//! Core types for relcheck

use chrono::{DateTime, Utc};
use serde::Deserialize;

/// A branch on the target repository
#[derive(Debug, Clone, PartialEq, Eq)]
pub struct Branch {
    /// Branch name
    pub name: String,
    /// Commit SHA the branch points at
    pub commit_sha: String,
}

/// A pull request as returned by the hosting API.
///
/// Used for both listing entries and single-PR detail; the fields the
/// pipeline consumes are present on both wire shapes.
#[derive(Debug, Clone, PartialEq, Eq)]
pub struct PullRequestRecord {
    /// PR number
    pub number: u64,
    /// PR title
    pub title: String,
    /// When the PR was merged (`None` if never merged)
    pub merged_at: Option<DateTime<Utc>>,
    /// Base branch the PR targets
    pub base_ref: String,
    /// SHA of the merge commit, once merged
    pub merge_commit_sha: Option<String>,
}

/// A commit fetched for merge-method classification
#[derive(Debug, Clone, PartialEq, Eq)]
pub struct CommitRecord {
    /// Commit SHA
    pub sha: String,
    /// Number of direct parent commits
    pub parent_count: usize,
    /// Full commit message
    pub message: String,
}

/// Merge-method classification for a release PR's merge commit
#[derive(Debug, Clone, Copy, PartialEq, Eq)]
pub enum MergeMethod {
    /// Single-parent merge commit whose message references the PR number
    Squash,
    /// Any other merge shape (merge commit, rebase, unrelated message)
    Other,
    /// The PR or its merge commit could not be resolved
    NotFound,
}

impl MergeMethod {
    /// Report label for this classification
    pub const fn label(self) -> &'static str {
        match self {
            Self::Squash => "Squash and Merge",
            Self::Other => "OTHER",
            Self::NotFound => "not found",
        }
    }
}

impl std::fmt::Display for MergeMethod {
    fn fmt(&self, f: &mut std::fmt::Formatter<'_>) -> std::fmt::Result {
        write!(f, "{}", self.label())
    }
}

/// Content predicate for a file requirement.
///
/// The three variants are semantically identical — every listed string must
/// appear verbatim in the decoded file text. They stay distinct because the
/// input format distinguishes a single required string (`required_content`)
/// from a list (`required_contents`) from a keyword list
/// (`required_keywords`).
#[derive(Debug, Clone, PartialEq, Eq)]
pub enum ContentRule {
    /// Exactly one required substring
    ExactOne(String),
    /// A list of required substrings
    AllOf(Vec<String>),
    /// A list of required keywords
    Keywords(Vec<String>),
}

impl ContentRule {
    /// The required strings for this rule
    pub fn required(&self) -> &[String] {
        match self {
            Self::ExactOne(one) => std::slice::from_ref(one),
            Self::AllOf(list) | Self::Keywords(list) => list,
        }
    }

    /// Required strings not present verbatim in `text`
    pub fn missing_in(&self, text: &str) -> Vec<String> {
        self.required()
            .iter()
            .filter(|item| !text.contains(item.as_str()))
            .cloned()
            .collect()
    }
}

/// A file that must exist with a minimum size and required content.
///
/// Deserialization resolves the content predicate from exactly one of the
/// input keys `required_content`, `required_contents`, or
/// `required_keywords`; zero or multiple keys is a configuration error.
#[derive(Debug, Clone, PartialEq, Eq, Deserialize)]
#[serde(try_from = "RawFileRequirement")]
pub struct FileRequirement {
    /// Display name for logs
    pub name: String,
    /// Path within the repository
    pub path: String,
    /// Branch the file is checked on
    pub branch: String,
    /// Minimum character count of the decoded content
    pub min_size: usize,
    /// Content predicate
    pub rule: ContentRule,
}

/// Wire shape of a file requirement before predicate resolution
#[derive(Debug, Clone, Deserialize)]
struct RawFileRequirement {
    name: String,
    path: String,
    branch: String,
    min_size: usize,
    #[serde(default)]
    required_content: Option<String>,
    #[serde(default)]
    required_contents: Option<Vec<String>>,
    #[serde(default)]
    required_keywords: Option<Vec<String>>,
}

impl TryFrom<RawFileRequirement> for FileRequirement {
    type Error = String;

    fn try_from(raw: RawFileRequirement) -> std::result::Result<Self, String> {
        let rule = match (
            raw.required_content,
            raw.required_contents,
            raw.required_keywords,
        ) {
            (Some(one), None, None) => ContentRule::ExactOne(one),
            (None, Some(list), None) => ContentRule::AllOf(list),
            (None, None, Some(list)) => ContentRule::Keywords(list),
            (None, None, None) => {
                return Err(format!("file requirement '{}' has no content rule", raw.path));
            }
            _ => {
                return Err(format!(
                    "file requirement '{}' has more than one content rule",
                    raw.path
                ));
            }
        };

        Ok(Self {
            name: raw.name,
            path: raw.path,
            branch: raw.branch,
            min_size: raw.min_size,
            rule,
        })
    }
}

::::

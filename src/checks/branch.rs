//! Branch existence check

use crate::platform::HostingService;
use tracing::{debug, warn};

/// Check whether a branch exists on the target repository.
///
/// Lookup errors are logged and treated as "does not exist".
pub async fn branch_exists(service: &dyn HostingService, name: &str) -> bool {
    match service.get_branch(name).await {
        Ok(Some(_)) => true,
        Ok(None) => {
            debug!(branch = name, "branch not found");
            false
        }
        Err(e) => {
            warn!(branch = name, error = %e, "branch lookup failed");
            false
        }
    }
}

::::

The required answer is the run of lines above, starting at the line with "types for relcheck" and ending at the line with "the PR targets", reproduced exactly with both ends.

■ **Answer box**:
//! Core types for relcheck

use chrono::{DateTime, Utc};
use serde::Deserialize;

/// A branch on the target repository
#[derive(Debug, Clone, PartialEq, Eq)]
pub struct Branch {
    /// Branch name
    pub name: String,
    /// Commit SHA the branch points at
    pub commit_sha: String,
}

/// A pull request as returned by the hosting API.
///
/// Used for both listing entries and single-PR detail; the fields the
/// pipeline consumes are present on both wire shapes.
#[derive(Debug, Clone, PartialEq, Eq)]
pub struct PullRequestRecord {
    /// PR number
    pub number: u64,
    /// PR title
    pub title: String,
    /// When the PR was merged (`None` if never merged)
    pub merged_at: Option<DateTime<Utc>>,
    /// Base branch the PR targets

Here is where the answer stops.